Cette annonce n’est pas vraiment une surprise. Le projet était officiellement gelé depuis trois ans, et Total avait passé l’an dernier (dans ses comptes du premier trimestre 2014) une provision de 350 millions de dollars, correspondant à son investissement. Un montant équivalent aux pertes enregistrées par Statoil, la compagnie nationale norvégienne, lorsqu’elle avait elle-même cédé ses 24 % en août 2012.

Chtokman a fait couler beaucoup d’encre depuis son lancement en 2007, car il s’agit de l’un des projets gaziers les plus spectaculaires au monde. Le gisement, situé en mer de Barents, recèle des réserves gigantesques de gaz ( 3.900 milliards de mètres cubes, soit 2 % des réserves mondiales). Découvert en 1998, il s'avère toutefois extraordinairement compliqué à exploiter : il est situé à 500 kilomètres au nord des côtes russes, dans une zone prise par les glaces une bonne partie de l’année. Le coût de son développement, estimé au départ à 15 milliards de dollars, avait été revu à au moins 30 milliards.
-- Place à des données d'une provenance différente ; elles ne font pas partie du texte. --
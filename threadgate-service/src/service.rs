//! The client service tying storage, login and the session gate together.

use std::sync::Arc;
use std::time::{Duration, SystemTime};

use threadgate_types::{CredentialRecord, PermissionSet};

use crate::authenticator::MockAuthenticator;
use crate::error::Result;
use crate::gate::{GateOutcome, SessionGate};
use crate::oauth::OAuthClient;
use crate::route::Route;
use crate::selector::{PermissionSelector, SelectionError};
use crate::storage::ClientStorage;

/// Default cosmetic delay before a locally completed callback navigates on.
pub const DEFAULT_CALLBACK_DELAY: Duration = Duration::from_secs(1);

/// Query parameters of the OAuth redirect.
#[derive(Clone, Debug, Default, serde::Deserialize)]
pub struct CallbackParams {
    /// The authorization code.
    pub code: Option<String>,
    /// Opaque state echoed by the provider.
    pub state: Option<String>,
}

/// High-level entry point of the demo client.
///
/// Cloning is cheap; all clones share the same storage.
#[derive(Clone, Debug)]
pub struct ClientService(Arc<ClientServiceInner>);

#[derive(Debug)]
struct ClientServiceInner {
    storage: ClientStorage,
    authenticator: MockAuthenticator,
    oauth: OAuthClient,
    callback_delay: Duration,
}

impl ClientService {
    /// Creates the service.
    pub fn new(
        storage: ClientStorage,
        authenticator: MockAuthenticator,
        oauth: OAuthClient,
        callback_delay: Duration,
    ) -> Self {
        Self(Arc::new(ClientServiceInner {
            storage,
            authenticator,
            oauth,
            callback_delay,
        }))
    }

    /// Returns the storage areas.
    pub fn storage(&self) -> &ClientStorage {
        &self.0.storage
    }

    /// Returns the OAuth client.
    pub fn oauth(&self) -> &OAuthClient {
        &self.0.oauth
    }

    /// Confirms a selection and returns the next screen.
    pub async fn confirm_selection(&self, selector: &PermissionSelector) -> Result<Route> {
        selector.confirm(&self.0.storage).await?;
        Ok(Route::Login)
    }

    /// The selection handed over from the selector.
    ///
    /// Without a confirmed selection, for example when the user skipped the selector, the full
    /// catalog is requested. An unreadable selection is an error, never the full catalog.
    pub async fn pending_selection(&self) -> Result<PermissionSet> {
        let selection = self.0.storage.load_selection().await?;
        Ok(selection.unwrap_or_else(PermissionSet::all))
    }

    /// Performs a mock login with the pending selection.
    pub async fn login(&self) -> Result<CredentialRecord> {
        let permissions = self.pending_selection().await?;
        self.0.authenticator.login(&self.0.storage, permissions).await
    }

    /// Enters the main screen.
    pub async fn enter(&self, search: Option<&str>) -> Result<GateOutcome> {
        SessionGate.enter(&self.0.storage, search).await
    }

    /// Logs out and returns the next screen.
    pub async fn logout(&self) -> Result<Route> {
        SessionGate.logout(&self.0.storage).await
    }

    /// Handles the OAuth redirect and returns the next screen.
    ///
    /// Without a code, the user goes back to login. With a token-exchange backend configured, the
    /// code is exchanged and the resulting credential stored; any failure is logged and leads back
    /// to login. Without a backend, the callback completes after a cosmetic delay.
    pub async fn complete_callback(&self, params: CallbackParams) -> Route {
        let Some(code) = params.code.filter(|code| !code.is_empty()) else {
            tracing::error!("authorization code not found");
            return Route::Login;
        };

        if !self.0.oauth.has_token_backend() {
            tracing::debug!(state = ?params.state, "completing callback without token exchange");
            if !self.0.callback_delay.is_zero() {
                tokio::time::sleep(self.0.callback_delay).await;
            }
            return Route::Main;
        }

        match self.exchange_and_store(&code).await {
            Ok(record) => {
                tracing::info!(user = %record.user.username, "stored exchanged credential");
                Route::Main
            }
            Err(error) => {
                tracing::error!(
                    error = &error as &dyn std::error::Error,
                    "failed to get access token"
                );
                Route::Login
            }
        }
    }

    async fn exchange_and_store(&self, code: &str) -> Result<CredentialRecord> {
        let permissions = self.pending_selection().await?;
        if !permissions.has_required() {
            return Err(SelectionError::MissingRequired.into());
        }

        let response = self.0.oauth.exchange_code(code).await?;

        let record = CredentialRecord::issued(
            response.access_token,
            response.user,
            permissions,
            SystemTime::now(),
        );
        self.0.storage.save_credential(&record).await?;
        Ok(record)
    }
}

#[cfg(test)]
mod tests {
    use threadgate_types::Scope;

    use super::*;
    use crate::backend::{Backend as _, InMemoryBackend};
    use crate::error::ServiceError;
    use crate::oauth::OAuthSettings;
    use crate::storage::SELECTION_KEY;

    fn service(backend_api: Option<String>) -> ClientService {
        service_with_session(backend_api, InMemoryBackend::new("session"))
    }

    fn service_with_session(backend_api: Option<String>, session: InMemoryBackend) -> ClientService {
        let storage = ClientStorage::from_backends(
            Box::new(InMemoryBackend::new("local")),
            Box::new(session),
        );
        let oauth = OAuthClient::new(OAuthSettings {
            backend_api,
            ..Default::default()
        });
        ClientService::new(
            storage,
            MockAuthenticator::new(Duration::ZERO),
            oauth,
            Duration::ZERO,
        )
    }

    #[tokio::test]
    async fn login_without_selection_grants_catalog() {
        let service = service(None);
        let record = service.login().await.unwrap();
        assert_eq!(record.granted_permissions, PermissionSet::all());
    }

    #[tokio::test]
    async fn login_uses_confirmed_selection() {
        let service = service(None);
        let mut selector = PermissionSelector::new();
        selector.toggle(Scope::UserProfile);
        selector.toggle(Scope::UserMedia);

        assert_eq!(service.confirm_selection(&selector).await.unwrap(), Route::Login);
        let record = service.login().await.unwrap();

        assert_eq!(record.granted_permissions.len(), 3);
        assert!(!record.granted_permissions.contains(Scope::UserProfile));
        assert!(!record.granted_permissions.contains(Scope::UserMedia));
    }

    #[tokio::test]
    async fn unreadable_selection_grants_nothing() {
        let session = InMemoryBackend::new("session");
        let service = service_with_session(None, session.clone());
        session
            .set_item(SELECTION_KEY, r#"["threads_basic","user_profile"]"#)
            .await
            .unwrap();

        let err = service.login().await.unwrap_err();
        assert!(matches!(
            err,
            ServiceError::Selection(SelectionError::Unreadable)
        ));
        assert_eq!(service.storage().load_credential().await.unwrap(), None);
    }

    #[tokio::test]
    async fn exchange_requires_required_group() {
        // The backend is never contacted, so nothing needs to listen on port 9.
        let service = service(Some("http://127.0.0.1:9/api".into()));
        service
            .storage()
            .save_selection(&PermissionSet::empty())
            .await
            .unwrap();

        let err = service.exchange_and_store("abc").await.unwrap_err();
        assert!(matches!(
            err,
            ServiceError::Selection(SelectionError::MissingRequired)
        ));
        assert_eq!(service.storage().load_credential().await.unwrap(), None);
    }

    #[tokio::test]
    async fn callback_without_code_goes_to_login() {
        let service = service(None);
        let route = service
            .complete_callback(CallbackParams {
                code: None,
                state: Some("xyz".into()),
            })
            .await;
        assert_eq!(route, Route::Login);
    }

    #[tokio::test]
    async fn callback_without_backend_goes_to_main() {
        let service = service(None);
        let route = service
            .complete_callback(CallbackParams {
                code: Some("abc".into()),
                state: None,
            })
            .await;
        assert_eq!(route, Route::Main);
    }

    #[tokio::test]
    async fn failed_exchange_goes_to_login() {
        // Nothing listens on port 9 of localhost.
        let service = service(Some("http://127.0.0.1:9/api".into()));
        let route = service
            .complete_callback(CallbackParams {
                code: Some("abc".into()),
                state: None,
            })
            .await;

        assert_eq!(route, Route::Login);
        assert_eq!(service.storage().load_credential().await.unwrap(), None);
    }
}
Les conditions fiscales associées au projet pesaient aussi sur sa rentabilité. Le boom du gaz de schiste américain et le ralentissement de la demande mondiale, qui ont assombri les perspectives sur les prix du gaz, ont achevé de le plomber.

Depuis environ un an, Gazprom affirme qu’il reprendra ses travaux sur Chtokman lorsque la technologie ou les conditions de marché seront plus favorables. Alexeï Miller a déclaré en fin de semaine dernière que, dans ce cas, Total sera la première compagnie étrangère qu’il invitera à travailler avec Gazprom.